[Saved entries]
+++

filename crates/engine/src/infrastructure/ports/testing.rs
//! Testability ports for injecting time and randomness.

use chrono::{DateTime, Utc};
use uuid::Uuid;

// =============================================================================
// Testability Ports
// =============================================================================

#[cfg_attr(test, mockall::automock)]
pub trait ClockPort: Send + Sync {
    fn now(&self) -> DateTime<Utc>;
}

#[cfg_attr(test, mockall::automock)]
pub trait RandomPort: Send + Sync {
    fn gen_uuid(&self) -> Uuid;
}
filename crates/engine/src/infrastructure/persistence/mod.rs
//! Catalog storage adapters.
//!
//! Both implement [`CharacterRepo`](crate::infrastructure::ports::CharacterRepo);
//! the backend is chosen at startup from `STORAGE_BACKEND`.

mod memory;
mod sqlite;

pub use memory::InMemoryCharacterRepo;
pub use sqlite::SqliteCharacterRepo;
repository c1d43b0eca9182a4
//! The shared traversal skeleton and the four search entry points.

use std::collections::HashSet;

use log::debug;
use maze_core::{Coord, Grid};

use crate::distance::manhattan;
use crate::frontier::{Frontier, FrontierEntry};
use crate::Strategy;

/// Compute a path from `from` to `to` over `grid` using `strategy`.
///
/// Returns the full path (including both endpoints) or `None` if the goal
/// is unreachable. Movement is orthogonal only; neighbours are explored in
/// east, south, west, north order, which is observable in the result of
/// [`Strategy::Dfs`] and in tie-breaking of the ranked strategies.
pub fn find_path(grid: &Grid, from: Coord, to: Coord, strategy: Strategy) -> Option<Vec<Coord>> {
    let mut frontier = Frontier::for_strategy(strategy);
    let mut visited: HashSet<Coord> = HashSet::new();
    let mut expanded = 0usize;

    visited.insert(from);
    frontier.push(
        FrontierEntry {
            pos: from,
            path: vec![from],
        },
        rank(strategy, from, to, 0),
    );

    while let Some(FrontierEntry { pos, path }) = frontier.pop() {
        if pos == to {
            debug!(
                "{}: path of {} steps, {} nodes expanded",
                strategy.label(),
                path.len() - 1,
                expanded
            );
            return Some(path);
        }
        expanded += 1;

        // Steps from the start to any neighbour of `pos`: the length of
        // the current path, taken before the extended path is built.
        let steps = path.len() as i32;

        for neighbor in pos.neighbors_4() {
            if !grid.is_passable(neighbor) || !visited.insert(neighbor) {
                continue;
            }
            let mut next_path = Vec::with_capacity(path.len() + 1);
            next_path.extend_from_slice(&path);
            next_path.push(neighbor);
            frontier.push(
                FrontierEntry {
                    pos: neighbor,
                    path: next_path,
                },
                rank(strategy, neighbor, to, steps),
            );
        }
    }

    debug!(
        "{}: no path, {} nodes expanded",
        strategy.label(),
        expanded
    );
    None
}

/// Priority of a frontier entry under the given strategy. The unranked
/// frontiers ignore it.
fn rank(strategy: Strategy, pos: Coord, goal: Coord, steps: i32) -> i32 {
    match strategy {
        Strategy::Bfs | Strategy::Dfs => 0,
        Strategy::Greedy => manhattan(pos, goal),
        Strategy::AStar => manhattan(pos, goal) + steps,
    }
}

/// Breadth-first search. Guarantees a shortest path (fewest steps).
pub fn bfs_path(grid: &Grid, from: Coord, to: Coord) -> Option<Vec<Coord>> {
    find_path(grid, from, to, Strategy::Bfs)
}

/// Depth-first search. The found path follows the fixed neighbour order
/// and is typically not the shortest.
pub fn dfs_path(grid: &Grid, from: Coord, to: Coord) -> Option<Vec<Coord>> {
    find_path(grid, from, to, Strategy::Dfs)
}

/// Greedy best-first search, ranked by Manhattan distance to the goal.
/// Fast in open terrain but can be misled by local heuristic minima.
pub fn greedy_path(grid: &Grid, from: Coord, to: Coord) -> Option<Vec<Coord>> {
    find_path(grid, from, to, Strategy::Greedy)
}

/// A* search, ranked by Manhattan distance to the goal plus the step count
/// of the frontier entry's own path.
pub fn astar_path(grid: &Grid, from: Coord, to: Coord) -> Option<Vec<Coord>> {
    find_path(grid, from, to, Strategy::AStar)
}
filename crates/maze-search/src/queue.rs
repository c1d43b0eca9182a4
//! A bucketed min-priority queue with FIFO tie-breaking.
//!
//! Items are stored in a priority-ordered map of FIFO buckets: dequeuing
//! takes from the smallest-priority bucket, and items sharing a priority
//! leave in the order they arrived.

use std::collections::{BTreeMap, VecDeque};

/// A min-priority queue keyed by an `i32` priority.
///
/// Lower priorities are dequeued first. Among items with the same priority,
/// those enqueued earlier are dequeued first (FIFO).
pub struct BucketQueue<T> {
    buckets: BTreeMap<i32, VecDeque<T>>,
    len: usize,
}

impl<T> BucketQueue<T> {
    /// Create an empty queue.
    pub fn new() -> Self {
        Self {
            buckets: BTreeMap::new(),
            len: 0,
        }
    }

    /// Insert an item under the given priority.
    pub fn enqueue(&mut self, item: T, priority: i32) {
        self.buckets.entry(priority).or_default().push_back(item);
        self.len += 1;
    }

    /// Remove and return the earliest-inserted item with the smallest
    /// priority, or `None` if the queue is empty.
    pub fn dequeue(&mut self) -> Option<T> {
        let mut entry = self.buckets.first_entry()?;
        // Drained buckets are removed eagerly, so the front bucket is
        // never empty.
        let item = entry.get_mut().pop_front()?;
        if entry.get().is_empty() {
            entry.remove();
        }
        self.len -= 1;
        Some(item)
    }

    /// The smallest priority currently queued, if any.
    pub fn peek_priority(&self) -> Option<i32> {
        self.buckets.keys().next().copied()
    }

    /// Total number of items queued.
    pub fn len(&self) -> usize {
        self.len
    }

    /// Whether the queue holds no items.
    pub fn is_empty(&self) -> bool {
        self.len == 0
    }
}

impl<T> Default for BucketQueue<T> {
    fn default() -> Self {
        Self::new()
    }
}

#[cfg(test)]
mod tests {
    use super::*;

    #[test]
    fn test_basic_enqueue_dequeue() {
        let mut q = BucketQueue::new();
        q.enqueue("a", 3);
        q.enqueue("b", 1);
        q.enqueue("c", 2);

        assert_eq!(q.dequeue(), Some("b"));
        assert_eq!(q.dequeue(), Some("c"));
        assert_eq!(q.dequeue(), Some("a"));
        assert_eq!(q.dequeue(), None);
    }

    #[test]
    fn test_fifo_same_priority() {
        let mut q = BucketQueue::new();
        q.enqueue("first", 1);
        q.enqueue("second", 1);
        q.enqueue("third", 1);

        assert_eq!(q.dequeue(), Some("first"));
        assert_eq!(q.dequeue(), Some("second"));
        assert_eq!(q.dequeue(), Some("third"));
    }

    #[test]
    fn test_interleaved_priorities() {
        let mut q = BucketQueue::new();
        q.enqueue(("a", 2), 2);
        q.enqueue(("b", 0), 0);
        q.enqueue(("c", 2), 2);
        q.enqueue(("d", 1), 1);
        q.enqueue(("e", 0), 0);

        // Non-decreasing priority, FIFO within equal priority.
        let order: Vec<_> = std::iter::from_fn(|| q.dequeue()).collect();
        assert_eq!(
            order,
            vec![("b", 0), ("e", 0), ("d", 1), ("a", 2), ("c", 2)]
        );
    }

    #[test]
    fn test_len_and_is_empty() {
        let mut q = BucketQueue::<i32>::new();
        assert!(q.is_empty());
        assert_eq!(q.len(), 0);

        q.enqueue(7, 4);
        q.enqueue(8, 4);
        assert!(!q.is_empty());
        assert_eq!(q.len(), 2);

        q.dequeue();
        assert_eq!(q.len(), 1);
        q.dequeue();
        assert!(q.is_empty());
    }

    #[test]
    fn test_peek_priority() {
        let mut q = BucketQueue::new();
        assert_eq!(q.peek_priority(), None);
        q.enqueue('x', 5);
        q.enqueue('y', 2);
        assert_eq!(q.peek_priority(), Some(2));
        q.dequeue();
        assert_eq!(q.peek_priority(), Some(5));
    }
}
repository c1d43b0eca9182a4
//! Console rendering of search results.
//!
//! The renderer never mutates the grid: markers are overlaid on a copy of
//! the cell values.

use std::io::{self, Write};

use crate::coord::Coord;
use crate::grid::Grid;

/// Marker value for a path cell in rendered output.
const PATH_MARK: i32 = 2;

/// Render `path` overlaid on `grid` as an owned string.
///
/// An empty path means the search failed and renders as `No path found`.
/// Otherwise each row is emitted as space-separated integers: `0` passable,
/// `1` blocked, `2` a cell on the path.
pub fn render_to_string(grid: &Grid, path: &[Coord]) -> String {
    if path.is_empty() {
        return "No path found\n".to_owned();
    }

    let mut rows: Vec<Vec<i32>> = grid
        .rows()
        .map(|row| row.iter().map(|&c| i32::from(c)).collect())
        .collect();
    for &c in path {
        if grid.in_bounds(c) {
            rows[c.row as usize][c.col as usize] = PATH_MARK;
        }
    }

    let mut out = String::new();
    for row in rows {
        let line = row
            .iter()
            .map(i32::to_string)
            .collect::<Vec<_>>()
            .join(" ");
        out.push_str(&line);
        out.push('\n');
    }
    out
}

/// Write the rendered form of `path` over `grid` to an output sink.
pub fn write_path<W: Write>(out: &mut W, grid: &Grid, path: &[Coord]) -> io::Result<()> {
    out.write_all(render_to_string(grid, path).as_bytes())
}

#[cfg(test)]
mod tests {
    use super::*;

    #[test]
    fn empty_path_renders_as_no_path() {
        let g = Grid::new(3, 3);
        assert_eq!(render_to_string(&g, &[]), "No path found\n");
    }

    #[test]
    fn path_cells_render_as_two() {
        let g = Grid::from_rows(&[&[0, 1], &[0, 0]]).unwrap();
        let path = [Coord::new(0, 0), Coord::new(1, 0), Coord::new(1, 1)];
        assert_eq!(render_to_string(&g, &path), "2 1\n2 2\n");
    }

    #[test]
    fn rendering_does_not_mutate_the_grid() {
        let g = Grid::from_rows(&[&[0, 0]]).unwrap();
        let before = g.clone();
        let _ = render_to_string(&g, &[Coord::new(0, 0), Coord::new(0, 1)]);
        assert_eq!(g, before);
    }

    #[test]
    fn write_path_to_sink() {
        let g = Grid::from_rows(&[&[0]]).unwrap();
        let mut buf = Vec::new();
        write_path(&mut buf, &g, &[Coord::new(0, 0)]).unwrap();
        assert_eq!(buf, b"2\n");
    }
}
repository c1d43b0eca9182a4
//! The [`Cell`] type — the state of one maze cell.

/// State of a single maze cell.
#[derive(Copy, Clone, Debug, Default, PartialEq, Eq, Hash)]
#[cfg_attr(feature = "serde", derive(serde::Serialize, serde::Deserialize))]
pub enum Cell {
    /// A path may travel through this cell.
    #[default]
    Passable,
    /// A wall; no path may enter.
    Blocked,
}

impl Cell {
    /// Whether a path may travel through this cell.
    #[inline]
    pub const fn is_passable(self) -> bool {
        matches!(self, Cell::Passable)
    }
}

impl From<i32> for Cell {
    /// Zero is passable; any other value is blocked.
    #[inline]
    fn from(v: i32) -> Self {
        if v == 0 { Cell::Passable } else { Cell::Blocked }
    }
}

impl From<Cell> for i32 {
    #[inline]
    fn from(c: Cell) -> Self {
        match c {
            Cell::Passable => 0,
            Cell::Blocked => 1,
        }
    }
}
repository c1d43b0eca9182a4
//! **maze-search** — Grid search strategies over a binary maze.
//!
//! Four traversal strategies share one exploration skeleton, differing only
//! in frontier discipline:
//!
//! - **BFS** ([`bfs_path`]) — FIFO frontier; shortest path guaranteed on
//!   unweighted grids.
//! - **DFS** ([`dfs_path`]) — LIFO frontier; no optimality guarantee.
//! - **Greedy best-first** ([`greedy_path`]) — ranked by Manhattan distance
//!   to the goal.
//! - **A\*** ([`astar_path`]) — ranked by Manhattan distance plus steps
//!   taken so far.
//!
//! Every strategy returns the full path, both endpoints included, or `None`
//! when the goal is unreachable. The ranked strategies run on
//! [`BucketQueue`], a min-priority queue that breaks ties in insertion
//! order.

mod distance;
mod frontier;
mod queue;
mod search;

pub use distance::manhattan;
pub use frontier::Strategy;
pub use queue::BucketQueue;
pub use search::{astar_path, bfs_path, dfs_path, find_path, greedy_path};
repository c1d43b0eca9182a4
//! Frontier disciplines behind the shared search skeleton.

use std::collections::VecDeque;

use maze_core::Coord;

use crate::queue::BucketQueue;

/// A discovered-but-unexpanded node: a coordinate plus its own
/// independently-owned path prefix from the start.
#[derive(Debug)]
pub(crate) struct FrontierEntry {
    pub(crate) pos: Coord,
    pub(crate) path: Vec<Coord>,
}

/// Which strategy drives the frontier.
#[derive(Debug, Clone, Copy, PartialEq, Eq)]
pub enum Strategy {
    /// Breadth-first: FIFO frontier, shortest path on unweighted grids.
    Bfs,
    /// Depth-first: LIFO frontier, no optimality guarantee.
    Dfs,
    /// Greedy best-first: ranked by Manhattan distance to the goal.
    Greedy,
    /// A*: ranked by Manhattan distance plus steps taken from the start.
    AStar,
}

impl Strategy {
    /// Short name for log lines.
    pub(crate) fn label(self) -> &'static str {
        match self {
            Strategy::Bfs => "bfs",
            Strategy::Dfs => "dfs",
            Strategy::Greedy => "greedy",
            Strategy::AStar => "astar",
        }
    }
}

/// The frontier container for one search invocation.
pub(crate) enum Frontier {
    Fifo(VecDeque<FrontierEntry>),
    Lifo(Vec<FrontierEntry>),
    Ranked(BucketQueue<FrontierEntry>),
}

impl Frontier {
    pub(crate) fn for_strategy(strategy: Strategy) -> Self {
        match strategy {
            Strategy::Bfs => Frontier::Fifo(VecDeque::new()),
            Strategy::Dfs => Frontier::Lifo(Vec::new()),
            Strategy::Greedy | Strategy::AStar => Frontier::Ranked(BucketQueue::new()),
        }
    }

    /// Insert an entry. The unranked disciplines ignore `rank`.
    pub(crate) fn push(&mut self, entry: FrontierEntry, rank: i32) {
        match self {
            Frontier::Fifo(queue) => queue.push_back(entry),
            Frontier::Lifo(stack) => stack.push(entry),
            Frontier::Ranked(queue) => queue.enqueue(entry, rank),
        }
    }

    /// Remove the next entry per the discipline.
    pub(crate) fn pop(&mut self) -> Option<FrontierEntry> {
        match self {
            Frontier::Fifo(queue) => queue.pop_front(),
            Frontier::Lifo(stack) => stack.pop(),
            Frontier::Ranked(queue) => queue.dequeue(),
        }
    }
}
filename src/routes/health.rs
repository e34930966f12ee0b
use axum::{extract::State, http::StatusCode, response::IntoResponse};

use crate::AppState;

/// Liveness of the storage layer, probed with a trivial schema-version query.
#[utoipa::path(
    get,
    path = "/health",
    responses(
        (status = 204, description = "Service is available"),
        (status = 503, description = "Storage is unreachable")
    )
)]
#[axum::debug_handler]
pub async fn health(State(state): State<AppState>) -> impl IntoResponse {
    let probe =
        sqlx::query_scalar::<_, i64>("SELECT version FROM _sqlx_migrations ORDER BY version DESC LIMIT 1")
            .fetch_optional(&state.pool)
            .await;

    match probe {
        Ok(_) => StatusCode::NO_CONTENT,
        Err(error) => {
            tracing::warn!(%error, "health probe failed");
            StatusCode::SERVICE_UNAVAILABLE
        }
    }
}
pub mod answer;
pub mod auth;
pub mod health;
pub mod question;
pub mod test;
pub mod user;

use axum::{
    middleware::from_fn_with_state,
    routing::{get, post},
    Router,
};

use crate::middleware::auth::require_bearer_auth;
use crate::AppState;

pub fn router(state: AppState) -> Router {
    let open = Router::new()
        .route("/auth", get(auth::auth))
        .route("/health", get(health::health));

    let protected = Router::new()
        .route("/user", post(user::create_user).get(user::list_users))
        .route("/user/email/:email", get(user::get_user_by_email))
        .route(
            "/user/:id",
            get(user::get_user)
                .put(user::update_user)
                .patch(user::patch_user)
                .delete(user::delete_user),
        )
        .route("/test", post(test::create_test).get(test::list_tests))
        .route(
            "/test/:id",
            get(test::get_test)
                .put(test::update_test)
                .patch(test::patch_test)
                .delete(test::delete_test),
        )
        .route(
            "/question",
            post(question::create_question).get(question::list_questions),
        )
        .route(
            "/question/:id",
            get(question::get_question)
                .put(question::update_question)
                .patch(question::patch_question)
                .delete(question::delete_question),
        )
        .route(
            "/answer",
            post(answer::create_answer).get(answer::list_answers),
        )
        .route(
            "/answer/:id",
            get(answer::get_answer)
                .put(answer::update_answer)
                .patch(answer::patch_answer)
                .delete(answer::delete_answer),
        )
        .layer(from_fn_with_state(state.clone(), require_bearer_auth));

    open.merge(protected).with_state(state)
}
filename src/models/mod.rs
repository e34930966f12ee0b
pub mod answer;
pub mod question;
pub mod user;
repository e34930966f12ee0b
use quiz_backend::{config::Config, database::pool::create_pool, routes, AppState};
use std::net::SocketAddr;
use tokio::net::TcpListener;
use tower_http::trace::TraceLayer;
use tracing::info;

#[tokio::main]
async fn main() -> anyhow::Result<()> {
    tracing_subscriber::fmt::init();
    let config = Config::from_env()?;

    let pool = create_pool(&config).await?;
    sqlx::migrate!("./migrations").run(&pool).await?;

    let addr: SocketAddr = config.server_address.parse()?;
    let app_state = AppState::new(pool, config);

    let app = routes::router(app_state)
        .layer(quiz_backend::middleware::cors::permissive_cors())
        .layer(TraceLayer::new_for_http());

    info!("Server listening on {}", addr);
    let listener = TcpListener::bind(addr).await?;
    axum::serve(listener, app).await?;

    Ok(())
}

+++

■ Exercise details:
Give only the number of lines in the entries above that hold the string "open".

■ Response for this exercise:
3